Sermon 3/25/07
The Journey, The Passion: Cost - John 12:1-8
(view lectionary notes for this text)
I can hardly believe it, but today is the last Sunday in Lent before Holy Week begins. Next week we celebrate Palm/Passion Sunday, and then spend the week remembering the events in Jesus’ life that led him from being celebrated and praised by the crowds to be being jeered as he suffered and died. And then, just two weeks from today, we celebrate Easter. How can we be here already? At least from my perspective, this journey of Lent has gone so quickly. When we began this season, we started by talking about our brokenness, and bringing our brokenness as an offering to God. We talked about remembering who we are and what we are called to do. We talked about what it means to be nourished, and what it is that is truly that truly satisfies our hungry hearts. And last week we talked about what it means to be home, always welcome home with God. Today, before we step into Holy Week and the frantic pace of the last leg between here and Easter, it’s time to stop and consider one more aspect of our journey: cost. What is the cost of this journey that we’re on, and are we willing to bear the cost? Pay the price?
What things cost is actually at the center of our gospel lesson today, as we read of Mary of Bethany anointing Jesus’ feet with expensive perfume. This story of Jesus being anointed appears in all four gospels in some form, though there are differences in all the tellings of it. In Mark and in Matthew, Jesus is said to be dining at the home of Simon the leper when an unidentified woman anoints his head. All the disciples in Matthew’s account, and just ‘some’ who were there in Mark’s telling complain about her extravagant actions. In Luke’s account, Jesus is eating with Pharisees, when a woman called ‘a sinner’ comes into the house and weeping, wipes his feet with her tears and dries them with her hair. There is no mention in Luke of the cost of the ointment the woman uses, and Jesus responds to criticism from the Pharisees with a parable about hospitality and forgiveness.

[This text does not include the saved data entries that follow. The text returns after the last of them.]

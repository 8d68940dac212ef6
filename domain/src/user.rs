//! The logged-in user, derived from the access token on demand.

use crate::error::{AuthErrorKind, DomainErrorKind, Error};
use crate::gateway::todo_api::TodoApiClient;
use crate::users::{self, UserType};
use log::*;
use todo_auth::jwt::decode_claims;
use todo_auth::session::TokenStore;
use todo_auth::ExposeSecret;

/// Decode `access_token` into a user. Tokens that cannot be decoded yield `None`.
pub fn from_access_token(access_token: &str, premium_group: &str) -> Option<users::Model> {
    let claims = decode_claims(access_token)
        .map_err(|err| warn!("Ignoring undecodable access token: {err}"))
        .ok()?;

    let user_type = if claims.in_group(premium_group) {
        UserType::Premium
    } else {
        UserType::Free
    };

    Some(users::Model {
        username: claims.username().map(str::to_string),
        sub: claims.sub.clone(),
        name: claims.display_name().map(str::to_string),
        user_type,
    })
}

/// The user of the current session, if there is one.
pub async fn current(store: &TokenStore, premium_group: &str) -> Option<users::Model> {
    let access_token = store.access_token().await?;
    from_access_token(access_token.expose_secret(), premium_group)
}

/// The current user when they are premium.
///
/// Fails with `LoginRequired` without a session and `PremiumRequired` for free users.
pub async fn require_premium(api: &TodoApiClient) -> Result<users::Model, Error> {
    let user = current(api.store(), api.premium_group())
        .await
        .ok_or_else(|| Error::new(DomainErrorKind::Auth(AuthErrorKind::LoginRequired)))?;

    if !user.user_type.is_premium() {
        debug!("Rejecting premium operation for a {} user", user.user_type);
        return Err(Error::new(DomainErrorKind::Auth(
            AuthErrorKind::PremiumRequired,
        )));
    }

    Ok(user)
}

#[cfg(test)]
pub(crate) mod test_support {
    use base64::engine::general_purpose::URL_SAFE_NO_PAD;
    use base64::Engine as _;

    /// Unsigned JWT carrying `claims`.
    pub(crate) fn token(claims: serde_json::Value) -> String {
        let header = URL_SAFE_NO_PAD.encode(br#"{"alg":"RS256","typ":"JWT"}"#);
        let payload = URL_SAFE_NO_PAD.encode(claims.to_string());
        format!("{header}.{payload}.c2lnbmF0dXJl")
    }

    pub(crate) fn premium_token() -> String {
        token(serde_json::json!({
            "sub": "user-1",
            "cognito:username": "jdoe",
            "cognito:groups": ["Premium-user"],
        }))
    }

    pub(crate) fn free_token() -> String {
        token(serde_json::json!({
            "sub": "user-2",
            "cognito:username": "free",
        }))
    }
}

But here in John’s gospel, in the version of the story we study today, we find some different, interesting details. Here, we read that Jesus is visiting with Lazarus in Bethany just before the Passover, just before Jesus entered triumphantly into Jerusalem. In other words, this occurs on the brink of what we have come to call Holy Week, just where we are now. Lazarus has already been raised by Jesus from the dead – just raised, in fact, in the previous chapter of John’s gospel. John clearly shows Lazarus and his sisters Mary and Martha as people with whom Jesus is very close. They are dear friends. Martha is preparing dinner, and while Jesus and Lazarus talk, Mary takes a pound of costly perfume made of pure nard, and anoints Jesus’ feet. She wipes them with her hair, and we read that the whole house was filled with the fragrance of the perfume. In John’s account, it is Judas who raises a fuss. We’re told that this is because he was the treasurer of the disciples, and was looking to steal money from their common purse. He criticizes Mary’s actions – “why was this perfume not sold for three hundred denarii and the money given to the poor?” Jesus answers: “Leave her alone. She bought it for the day of my burial. You always have the poor with you, but you do not always have me.”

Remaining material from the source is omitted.